*** Opening INFORMATION GIVEN ***
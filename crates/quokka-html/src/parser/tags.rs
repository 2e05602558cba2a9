//! Tag categories driving the lenient HTML tree-construction rules.
//!
//! [§ 13.2.6 Tree construction](https://html.spec.whatwg.org/multipage/parsing.html#tree-construction)
//!
//! Category membership is a plain `match` per predicate; the lists lean
//! lenient and include obsolete elements (`font`, `big`, `keygen`, ...)
//! that still occur in real-world markup.

pub use quokka_dom::is_void_element as is_void;

/// [§ 13.1.2](https://html.spec.whatwg.org/multipage/syntax.html#raw-text-elements)
/// "Raw text elements: script, style."
#[must_use]
pub fn is_raw_text(tag: &str) -> bool {
    matches!(tag, "script" | "style")
}

/// [§ 13.1.2](https://html.spec.whatwg.org/multipage/syntax.html#escapable-raw-text-elements)
/// "Escapable raw text elements: textarea, title."
#[must_use]
pub fn is_rcdata(tag: &str) -> bool {
    matches!(tag, "title" | "textarea")
}

/// Elements that bound end-tag searches: stray end tags inside them cannot
/// close anything outside. `svg` and `math` embed foreign content;
/// `template` contents are a separate tree.
#[must_use]
pub fn is_scope(tag: &str) -> bool {
    matches!(tag, "svg" | "math" | "template")
}

/// [§ 3.2.5.2.5 Phrasing content](https://html.spec.whatwg.org/multipage/dom.html#phrasing-content)
///
/// A phrasing end tag never closes a non-phrasing ancestor.
#[must_use]
pub fn is_phrasing(tag: &str) -> bool {
    matches!(
        tag,
        "a" | "abbr"
            | "area"
            | "audio"
            | "b"
            | "bdi"
            | "bdo"
            | "br"
            | "button"
            | "canvas"
            | "cite"
            | "code"
            | "data"
            | "datalist"
            | "del"
            | "dfn"
            | "em"
            | "embed"
            | "i"
            | "iframe"
            | "img"
            | "input"
            | "ins"
            | "kbd"
            | "keygen"
            | "label"
            | "link"
            | "map"
            | "mark"
            | "math"
            | "meta"
            | "meter"
            | "noscript"
            | "object"
            | "output"
            | "picture"
            | "progress"
            | "q"
            | "ruby"
            | "s"
            | "samp"
            | "script"
            | "select"
            | "slot"
            | "small"
            | "span"
            | "strong"
            | "sub"
            | "sup"
            | "svg"
            | "template"
            | "textarea"
            | "time"
            | "u"
            | "var"
            | "video"
            | "wbr"
            // Obsolete phrasing elements.
            | "acronym"
            | "applet"
            | "basefont"
            | "big"
            | "font"
            | "strike"
            | "tt"
    )
}

/// Elements on which an explicit `/` in the start tag is ignored: these
/// are expected to contain content, so `<div/>` stays open.
#[must_use]
pub fn is_block(tag: &str) -> bool {
    matches!(
        tag,
        "a" | "address"
            | "applet"
            | "article"
            | "aside"
            | "b"
            | "big"
            | "blockquote"
            | "body"
            | "button"
            | "caption"
            | "center"
            | "code"
            | "col"
            | "colgroup"
            | "dd"
            | "details"
            | "dialog"
            | "dir"
            | "div"
            | "dl"
            | "dt"
            | "em"
            | "fieldset"
            | "figcaption"
            | "figure"
            | "font"
            | "footer"
            | "form"
            | "frameset"
            | "h1"
            | "h2"
            | "h3"
            | "h4"
            | "h5"
            | "h6"
            | "head"
            | "header"
            | "hgroup"
            | "html"
            | "i"
            | "iframe"
            | "li"
            | "listing"
            | "main"
            | "marquee"
            | "menu"
            | "nav"
            | "nobr"
            | "noembed"
            | "noframes"
            | "noscript"
            | "object"
            | "ol"
            | "optgroup"
            | "option"
            | "p"
            | "plaintext"
            | "pre"
            | "rp"
            | "rt"
            | "s"
            | "script"
            | "section"
            | "select"
            | "small"
            | "strike"
            | "strong"
            | "style"
            | "summary"
            | "table"
            | "tbody"
            | "td"
            | "template"
            | "textarea"
            | "tfoot"
            | "th"
            | "thead"
            | "title"
            | "tr"
            | "tt"
            | "u"
            | "ul"
            | "xmp"
    )
}

/// A start tag whose appearance ends one specific open element first.
///
/// [§ 4.4.1 The p element](https://html.spec.whatwg.org/multipage/grouping-content.html#the-p-element)
/// "A p element's end tag can be omitted if the p element is immediately
/// followed by an address, article, aside, blockquote, details, div, dl,
/// fieldset, figcaption, figure, footer, form, h1, h2, h3, h4, h5, h6,
/// header, hgroup, hr, main, menu, nav, ol, p, pre, section, table, or ul
/// element..."
#[must_use]
pub fn ends_before(tag: &str) -> Option<&'static str> {
    match tag {
        "body" => Some("head"),
        "address" | "article" | "aside" | "blockquote" | "details" | "dialog" | "div" | "dl"
        | "fieldset" | "figcaption" | "figure" | "footer" | "form" | "h1" | "h2" | "h3" | "h4"
        | "h5" | "h6" | "header" | "hgroup" | "hr" | "main" | "menu" | "nav" | "ol" | "p"
        | "pre" | "section" | "table" | "ul" => Some("p"),
        _ => None,
    }
}

/// A start tag that implicitly closes certain open ancestors, but never
/// past a scope boundary.
///
/// [§ 4.4.8 The li element](https://html.spec.whatwg.org/multipage/grouping-content.html#the-li-element)
/// "An li element's end tag can be omitted if the li element is
/// immediately followed by another li element..."
///
/// Returns `(closeable, scope)`: walking up from the insertion point,
/// every open element in `closeable` is ended until an element in `scope`
/// is reached.
#[must_use]
pub fn auto_closes(tag: &str) -> Option<(&'static [&'static str], &'static [&'static str])> {
    match tag {
        "li" => Some((&["li"], &["ul", "ol"])),
        "tr" => Some((&["tr"], &["table"])),
        "td" | "th" => Some((&["td", "th"], &["table"])),
        "tbody" | "tfoot" | "thead" => Some((&["tbody", "tfoot", "thead"], &["table"])),
        "dd" | "dt" => Some((&["dd", "dt"], &["dl"])),
        "rp" | "rt" => Some((&["rp", "rt"], &["ruby"])),
        "colgroup" => Some((&["colgroup"], &["table"])),
        "caption" => Some((&["caption"], &["table"])),
        "option" => Some((&["option"], &["select"])),
        "optgroup" => Some((&["option", "optgroup"], &["select"])),
        _ => None,
    }
}

/// Elements an end tag implicitly closes first: `</select>` ends an open
/// `option` and `</head>` ends an open `title` before closing themselves.
#[must_use]
pub fn closes_first(tag: &str) -> &'static [&'static str] {
    match tag {
        "head" => &["title"],
        "select" => &["option"],
        _ => &[],
    }
}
*** Closing INFORMATION GIVEN ***
* REQUIREMENT:
Set down, from the entries above, exactly the lines from the one with "[§ 4.4.1 The" up to and including the one with "li element is", and no other lines.

* EXERCISE RESULT:
/// [§ 4.4.1 The p element](https://html.spec.whatwg.org/multipage/grouping-content.html#the-p-element)
/// "A p element's end tag can be omitted if the p element is immediately
/// followed by an address, article, aside, blockquote, details, div, dl,
/// fieldset, figcaption, figure, footer, form, h1, h2, h3, h4, h5, h6,
/// header, hgroup, hr, main, menu, nav, ol, p, pre, section, table, or ul
/// element..."
#[must_use]
pub fn ends_before(tag: &str) -> Option<&'static str> {
    match tag {
        "body" => Some("head"),
        "address" | "article" | "aside" | "blockquote" | "details" | "dialog" | "div" | "dl"
        | "fieldset" | "figcaption" | "figure" | "footer" | "form" | "h1" | "h2" | "h3" | "h4"
        | "h5" | "h6" | "header" | "hgroup" | "hr" | "main" | "menu" | "nav" | "ol" | "p"
        | "pre" | "section" | "table" | "ul" => Some("p"),
        _ => None,
    }
}

/// A start tag that implicitly closes certain open ancestors, but never
/// past a scope boundary.
///
/// [§ 4.4.8 The li element](https://html.spec.whatwg.org/multipage/grouping-content.html#the-li-element)
/// "An li element's end tag can be omitted if the li element is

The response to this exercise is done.